Dataset entries:
-----

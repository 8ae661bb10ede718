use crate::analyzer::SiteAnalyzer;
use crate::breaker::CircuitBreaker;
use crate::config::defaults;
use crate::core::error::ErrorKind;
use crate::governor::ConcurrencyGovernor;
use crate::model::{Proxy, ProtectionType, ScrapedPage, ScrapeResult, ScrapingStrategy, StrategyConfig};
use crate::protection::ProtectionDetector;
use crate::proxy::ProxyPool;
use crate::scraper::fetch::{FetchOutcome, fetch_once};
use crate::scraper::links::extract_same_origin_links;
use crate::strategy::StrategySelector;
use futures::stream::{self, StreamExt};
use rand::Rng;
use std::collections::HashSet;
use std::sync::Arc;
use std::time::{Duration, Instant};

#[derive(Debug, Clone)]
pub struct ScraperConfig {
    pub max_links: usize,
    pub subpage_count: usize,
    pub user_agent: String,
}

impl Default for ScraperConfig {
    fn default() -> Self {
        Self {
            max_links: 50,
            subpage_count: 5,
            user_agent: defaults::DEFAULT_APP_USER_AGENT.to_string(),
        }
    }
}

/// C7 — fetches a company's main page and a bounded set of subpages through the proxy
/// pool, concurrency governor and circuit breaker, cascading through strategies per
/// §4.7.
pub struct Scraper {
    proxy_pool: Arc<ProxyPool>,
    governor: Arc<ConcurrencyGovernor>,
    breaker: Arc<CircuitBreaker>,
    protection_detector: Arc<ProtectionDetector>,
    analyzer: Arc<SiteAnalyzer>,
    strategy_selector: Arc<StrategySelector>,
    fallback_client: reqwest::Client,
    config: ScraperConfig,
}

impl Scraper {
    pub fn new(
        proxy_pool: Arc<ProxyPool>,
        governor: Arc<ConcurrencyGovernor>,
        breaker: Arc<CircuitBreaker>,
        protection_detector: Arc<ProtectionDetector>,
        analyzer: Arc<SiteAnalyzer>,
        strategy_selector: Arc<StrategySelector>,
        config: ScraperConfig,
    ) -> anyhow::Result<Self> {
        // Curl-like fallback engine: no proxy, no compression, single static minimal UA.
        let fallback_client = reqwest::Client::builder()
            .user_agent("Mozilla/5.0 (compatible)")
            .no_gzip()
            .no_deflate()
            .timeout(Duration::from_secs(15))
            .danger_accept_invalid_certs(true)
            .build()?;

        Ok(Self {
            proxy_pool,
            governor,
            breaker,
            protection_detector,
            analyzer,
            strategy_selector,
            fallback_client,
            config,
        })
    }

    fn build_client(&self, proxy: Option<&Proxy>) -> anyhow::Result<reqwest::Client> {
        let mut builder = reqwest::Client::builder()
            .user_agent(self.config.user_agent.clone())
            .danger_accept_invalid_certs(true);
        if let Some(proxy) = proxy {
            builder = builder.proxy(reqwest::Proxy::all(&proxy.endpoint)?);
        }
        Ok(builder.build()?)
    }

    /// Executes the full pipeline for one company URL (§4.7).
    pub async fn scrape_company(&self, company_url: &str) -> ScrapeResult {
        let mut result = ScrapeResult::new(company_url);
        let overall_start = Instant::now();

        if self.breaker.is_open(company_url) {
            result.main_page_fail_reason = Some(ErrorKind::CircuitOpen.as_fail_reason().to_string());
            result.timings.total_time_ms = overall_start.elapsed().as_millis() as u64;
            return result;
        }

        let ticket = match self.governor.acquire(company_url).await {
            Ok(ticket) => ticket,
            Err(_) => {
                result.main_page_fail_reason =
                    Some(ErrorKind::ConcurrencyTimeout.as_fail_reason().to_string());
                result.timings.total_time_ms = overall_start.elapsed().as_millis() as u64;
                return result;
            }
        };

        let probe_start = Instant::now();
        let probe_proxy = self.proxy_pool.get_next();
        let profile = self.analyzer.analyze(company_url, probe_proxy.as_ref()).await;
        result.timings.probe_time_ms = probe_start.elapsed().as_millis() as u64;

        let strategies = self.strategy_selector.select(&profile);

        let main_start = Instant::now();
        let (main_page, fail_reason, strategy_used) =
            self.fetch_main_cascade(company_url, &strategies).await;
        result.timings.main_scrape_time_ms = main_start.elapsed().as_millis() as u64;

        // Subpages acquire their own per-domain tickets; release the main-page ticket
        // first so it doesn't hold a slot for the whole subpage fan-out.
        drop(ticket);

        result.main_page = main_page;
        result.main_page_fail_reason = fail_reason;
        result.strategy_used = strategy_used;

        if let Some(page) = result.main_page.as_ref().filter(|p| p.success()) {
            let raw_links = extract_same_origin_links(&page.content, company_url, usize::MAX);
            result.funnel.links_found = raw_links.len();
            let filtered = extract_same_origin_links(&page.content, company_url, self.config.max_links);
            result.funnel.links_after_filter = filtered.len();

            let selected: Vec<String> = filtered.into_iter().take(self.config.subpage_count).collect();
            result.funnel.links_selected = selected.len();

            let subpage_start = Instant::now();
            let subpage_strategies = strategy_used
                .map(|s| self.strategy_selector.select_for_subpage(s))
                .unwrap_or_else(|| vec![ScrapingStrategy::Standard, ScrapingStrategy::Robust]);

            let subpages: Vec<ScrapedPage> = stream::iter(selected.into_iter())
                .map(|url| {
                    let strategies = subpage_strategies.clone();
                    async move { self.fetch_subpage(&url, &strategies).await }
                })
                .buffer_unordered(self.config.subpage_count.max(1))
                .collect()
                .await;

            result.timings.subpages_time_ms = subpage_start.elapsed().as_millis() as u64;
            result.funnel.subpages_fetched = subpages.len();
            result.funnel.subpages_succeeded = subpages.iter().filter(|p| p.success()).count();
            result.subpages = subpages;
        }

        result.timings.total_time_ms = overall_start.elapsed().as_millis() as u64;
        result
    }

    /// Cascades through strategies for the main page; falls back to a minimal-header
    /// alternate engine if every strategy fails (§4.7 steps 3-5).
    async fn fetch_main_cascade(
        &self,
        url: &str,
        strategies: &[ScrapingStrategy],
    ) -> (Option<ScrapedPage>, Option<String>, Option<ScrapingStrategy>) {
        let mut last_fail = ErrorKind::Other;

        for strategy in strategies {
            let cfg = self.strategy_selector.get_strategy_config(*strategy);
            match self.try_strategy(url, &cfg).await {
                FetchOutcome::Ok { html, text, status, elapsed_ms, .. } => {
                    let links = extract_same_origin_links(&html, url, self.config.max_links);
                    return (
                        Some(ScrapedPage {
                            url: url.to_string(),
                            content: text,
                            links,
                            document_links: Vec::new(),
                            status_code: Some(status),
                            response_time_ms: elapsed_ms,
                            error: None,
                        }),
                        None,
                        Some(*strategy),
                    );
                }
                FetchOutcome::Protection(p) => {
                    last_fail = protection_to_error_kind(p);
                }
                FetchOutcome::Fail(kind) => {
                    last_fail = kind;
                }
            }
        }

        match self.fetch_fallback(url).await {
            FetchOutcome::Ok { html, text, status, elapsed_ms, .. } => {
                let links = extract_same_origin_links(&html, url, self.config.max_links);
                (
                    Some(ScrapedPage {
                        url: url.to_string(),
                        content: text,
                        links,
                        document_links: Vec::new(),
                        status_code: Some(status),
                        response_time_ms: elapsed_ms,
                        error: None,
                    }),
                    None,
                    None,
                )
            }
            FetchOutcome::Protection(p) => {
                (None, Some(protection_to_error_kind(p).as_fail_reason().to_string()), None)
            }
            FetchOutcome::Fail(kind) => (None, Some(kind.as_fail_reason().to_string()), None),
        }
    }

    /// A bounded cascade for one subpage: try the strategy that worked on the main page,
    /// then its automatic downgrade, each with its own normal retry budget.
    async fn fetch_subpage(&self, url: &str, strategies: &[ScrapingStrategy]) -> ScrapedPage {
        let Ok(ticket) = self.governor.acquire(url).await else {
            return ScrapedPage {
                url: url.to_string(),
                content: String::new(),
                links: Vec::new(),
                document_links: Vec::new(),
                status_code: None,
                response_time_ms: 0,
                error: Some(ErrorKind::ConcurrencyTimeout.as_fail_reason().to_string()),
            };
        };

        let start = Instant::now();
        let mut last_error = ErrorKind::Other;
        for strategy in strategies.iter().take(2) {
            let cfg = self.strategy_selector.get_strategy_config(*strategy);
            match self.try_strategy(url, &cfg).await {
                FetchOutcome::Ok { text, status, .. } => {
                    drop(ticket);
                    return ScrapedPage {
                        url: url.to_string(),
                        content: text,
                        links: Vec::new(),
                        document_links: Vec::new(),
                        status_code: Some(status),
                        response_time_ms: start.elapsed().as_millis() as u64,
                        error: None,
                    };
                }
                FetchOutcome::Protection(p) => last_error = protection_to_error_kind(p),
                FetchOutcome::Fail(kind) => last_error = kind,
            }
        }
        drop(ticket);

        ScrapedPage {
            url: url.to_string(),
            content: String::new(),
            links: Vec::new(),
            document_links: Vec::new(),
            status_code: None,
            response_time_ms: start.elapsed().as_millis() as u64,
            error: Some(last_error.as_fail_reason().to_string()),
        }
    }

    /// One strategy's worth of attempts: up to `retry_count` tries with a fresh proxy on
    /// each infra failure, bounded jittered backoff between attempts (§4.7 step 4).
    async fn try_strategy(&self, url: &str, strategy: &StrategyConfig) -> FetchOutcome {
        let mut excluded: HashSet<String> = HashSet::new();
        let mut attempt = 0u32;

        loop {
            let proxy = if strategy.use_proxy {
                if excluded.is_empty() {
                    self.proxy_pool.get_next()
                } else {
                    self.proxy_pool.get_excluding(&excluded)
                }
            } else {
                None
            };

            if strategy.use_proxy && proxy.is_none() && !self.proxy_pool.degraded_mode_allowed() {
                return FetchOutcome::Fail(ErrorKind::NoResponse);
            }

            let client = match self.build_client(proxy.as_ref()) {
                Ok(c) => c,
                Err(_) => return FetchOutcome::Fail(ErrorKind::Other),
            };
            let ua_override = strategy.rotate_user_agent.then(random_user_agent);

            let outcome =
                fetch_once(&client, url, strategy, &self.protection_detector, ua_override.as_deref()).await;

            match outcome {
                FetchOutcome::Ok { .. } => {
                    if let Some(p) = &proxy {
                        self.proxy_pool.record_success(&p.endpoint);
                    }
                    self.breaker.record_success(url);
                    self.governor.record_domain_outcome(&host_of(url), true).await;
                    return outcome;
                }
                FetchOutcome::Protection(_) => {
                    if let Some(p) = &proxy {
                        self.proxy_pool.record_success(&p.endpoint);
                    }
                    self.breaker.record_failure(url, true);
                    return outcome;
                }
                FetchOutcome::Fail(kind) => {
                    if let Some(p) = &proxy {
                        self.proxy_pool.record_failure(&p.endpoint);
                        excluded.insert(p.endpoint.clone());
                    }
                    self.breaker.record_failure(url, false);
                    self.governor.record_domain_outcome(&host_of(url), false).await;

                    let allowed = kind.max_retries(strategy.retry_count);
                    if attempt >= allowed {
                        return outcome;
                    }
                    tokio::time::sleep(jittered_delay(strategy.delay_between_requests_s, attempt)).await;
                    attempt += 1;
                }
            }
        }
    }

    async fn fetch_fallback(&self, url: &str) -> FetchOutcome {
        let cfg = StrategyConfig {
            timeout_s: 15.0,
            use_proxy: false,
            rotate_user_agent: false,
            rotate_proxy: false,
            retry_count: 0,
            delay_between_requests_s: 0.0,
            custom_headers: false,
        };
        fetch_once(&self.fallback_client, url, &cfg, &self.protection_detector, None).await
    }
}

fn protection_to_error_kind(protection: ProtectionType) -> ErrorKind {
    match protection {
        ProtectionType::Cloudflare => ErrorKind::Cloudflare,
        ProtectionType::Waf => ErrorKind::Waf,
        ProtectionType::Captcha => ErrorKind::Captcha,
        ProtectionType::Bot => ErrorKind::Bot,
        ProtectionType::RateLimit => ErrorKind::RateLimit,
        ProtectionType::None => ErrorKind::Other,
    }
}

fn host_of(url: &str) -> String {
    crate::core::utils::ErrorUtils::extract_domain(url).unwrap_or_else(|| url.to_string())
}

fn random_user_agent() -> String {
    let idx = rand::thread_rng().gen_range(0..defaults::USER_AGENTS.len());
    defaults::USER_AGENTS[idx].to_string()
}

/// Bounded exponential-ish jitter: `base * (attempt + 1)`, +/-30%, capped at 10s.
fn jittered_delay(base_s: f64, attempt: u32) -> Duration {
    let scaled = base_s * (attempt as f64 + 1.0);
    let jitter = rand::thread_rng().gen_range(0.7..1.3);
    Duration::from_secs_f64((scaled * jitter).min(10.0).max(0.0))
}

-----

The task: In the data above, find the line that contains "result.main_page_fail_reason = fail_reason;" and the line that contains "result.funnel.links_found = raw_links.len();". Repeat exactly those lines and every line between them, and only those.

Answer box:
        result.main_page_fail_reason = fail_reason;
        result.strategy_used = strategy_used;

        if let Some(page) = result.main_page.as_ref().filter(|p| p.success()) {
            let raw_links = extract_same_origin_links(&page.content, company_url, usize::MAX);
            result.funnel.links_found = raw_links.len();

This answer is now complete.